The unprecedented almost-worldwide lockdown that we’ve all been living through for the last few months has been such a peculiar experience for all of us. I think many of us were naively thinking that we’d close everything up for two or three weeks and then we’d all go back to normal. Obviously, it hasn’t been like that at all. We’ve actually had time to get used to social distancing, working from home, home-schooling, avoiding friends, family, neighbours, and strangers, and some even having to have zero contact with people living in the same house as them.
It has been an emotional time for everyone, not being able to engage in many of the things we love, and not being able to see the people we care about. The length of time that we’ve spent in this situation has forced us to fully adapt to living our everyday lives under these conditions. It hasn’t just been a short hiatus, where we’ve been able to put everything on hold, before getting back to normal. Major life-events have happened during the lockdown. Mothers have had babies, students have been required to choose college courses, couples have married, some have separated, people have moved house, started new jobs, lost their jobs, buried loved ones.
Life, of course, has gone on despite all of our hopes that maybe we could just stay in suspended animation until this all blew over, and many people have been forced to make big decisions. Making big decisions under these conditions is not easy.
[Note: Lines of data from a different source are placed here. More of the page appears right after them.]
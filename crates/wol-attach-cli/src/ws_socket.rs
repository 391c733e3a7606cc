//! WebSocket-backed [`Socket`].
//!
//! The session loop owns the actual `tokio-tungstenite` stream. `WsSocket` only
//! tracks readiness, queues outbound frames for the loop to write, and fans
//! inbound messages out to bridge listeners.

use std::cell::Cell;

use tokio::sync::mpsc;
use tokio_tungstenite::tungstenite::{self, Message};
use tracing::{debug, trace};

use wol_attach_core::{
    CloseEvent, Emitter, ErrorEvent, Error, Frame, Listener, ReadyState, Result, Socket,
    Subscription,
};

pub struct WsSocket {
    state: Cell<ReadyState>,
    outbound: mpsc::UnboundedSender<Message>,
    frames_received: Cell<u64>,
    frames_sent: Cell<u64>,
    close_code: Cell<Option<u16>>,
    message: Emitter<Frame>,
    close: Emitter<CloseEvent>,
    error: Emitter<ErrorEvent>,
}

impl WsSocket {
    /// Socket for a completed handshake. Frames sent on it are queued on
    /// `outbound`.
    pub fn new(outbound: mpsc::UnboundedSender<Message>) -> Self {
        Self {
            state: Cell::new(ReadyState::Open),
            outbound,
            frames_received: Cell::new(0),
            frames_sent: Cell::new(0),
            close_code: Cell::new(None),
            message: Emitter::new(),
            close: Emitter::new(),
            error: Emitter::new(),
        }
    }

    /// Start a local close handshake.
    pub fn close(&self) {
        if self.state.get() != ReadyState::Open {
            return;
        }
        self.state.set(ReadyState::Closing);
        if self.outbound.send(Message::Close(None)).is_err() {
            debug!("Outbound queue gone before close frame");
        }
    }

    /// Dispatch one message read from the stream.
    pub fn receive(&self, message: Message) -> Result<()> {
        match message {
            Message::Text(text) => {
                self.count_received();
                self.message.emit(&Frame::Text(text.as_str().to_string()))
            }
            Message::Binary(bytes) => {
                self.count_received();
                self.message.emit(&Frame::Binary(bytes.to_vec()))
            }
            Message::Close(frame) => {
                let event = frame.map_or_else(CloseEvent::default, |f| CloseEvent {
                    code: Some(u16::from(f.code)),
                    reason: f.reason.as_str().to_string(),
                });
                self.mark_closed(event)
            }
            Message::Ping(_) | Message::Pong(_) | Message::Frame(_) => {
                trace!("Ignoring control frame");
                Ok(())
            }
        }
    }

    /// The stream ended without a close frame.
    pub fn peer_gone(&self) -> Result<()> {
        self.mark_closed(CloseEvent {
            code: None,
            reason: "connection dropped".to_string(),
        })
    }

    /// The stream reported a transport error.
    pub fn fail(&self, err: &tungstenite::Error) -> Result<()> {
        if self.state.get() == ReadyState::Closed {
            return Ok(());
        }
        self.state.set(ReadyState::Closed);
        self.error.emit(&ErrorEvent {
            message: err.to_string(),
        })
    }

    pub fn frames_received(&self) -> u64 {
        self.frames_received.get()
    }

    pub fn frames_sent(&self) -> u64 {
        self.frames_sent.get()
    }

    pub fn close_code(&self) -> Option<u16> {
        self.close_code.get()
    }

    fn mark_closed(&self, event: CloseEvent) -> Result<()> {
        if self.state.get() == ReadyState::Closed {
            return Ok(());
        }
        self.state.set(ReadyState::Closed);
        self.close_code.set(event.code);
        self.close.emit(&event)
    }

    fn count_received(&self) {
        self.frames_received.set(self.frames_received.get() + 1);
    }
}

impl Socket for WsSocket {
    fn ready_state(&self) -> ReadyState {
        self.state.get()
    }

    fn send(&self, frame: Frame) -> Result<()> {
        let message = match frame {
            Frame::Text(text) => Message::text(text),
            Frame::Binary(bytes) => Message::binary(bytes),
        };
        self.outbound
            .send(message)
            .map_err(|_| Error::Transport("WebSocket writer has shut down".into()))?;
        self.frames_sent.set(self.frames_sent.get() + 1);
        Ok(())
    }

    fn on_message(&self, listener: Listener<Frame>) -> Subscription {
        self.message.subscribe(listener)
    }

    fn on_close(&self, listener: Listener<CloseEvent>) -> Subscription {
        self.close.subscribe(listener)
    }

    fn on_error(&self, listener: Listener<ErrorEvent>) -> Subscription {
        self.error.subscribe(listener)
    }
}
I was listening to a former US navy seal commander on a podcast the other day and he said that they are trained not to make any decisions when their emotions are high. People do not make sensible choices during heightened emotional states. And yet, we have been living our lives in a heightened emotional state for months on end. We’re all worried about our future, and that of our society. Who among us is not concerned about the health of our elderly relatives? We all want things to return to normal, but we know that it may not happen for a very long time.
To make good decisions we need not to be in a heightened emotional state. We need to calm our emotions using whatever tools we can (ashtanga yoga is good!). We need clarity. And we need to be honest with ourselves.
Although lockdown is starting to feel normal (even familiar) we have to realise that we haven’t evolved to thrive under these conditions and, despite some of the positive aspects that we might be enjoying, (less time commuting, more time with our children, etc.) that there is still a lot of potential for irrational decision-making.
Spend some time observing your own mind through yoga, meditation, getting out into nature, or whatever method you prefer. Because, when we know ourselves, we will be able to spot those times when we’re not thinking like ourselves. Then we can hit pause on the decision-making process until the time is right.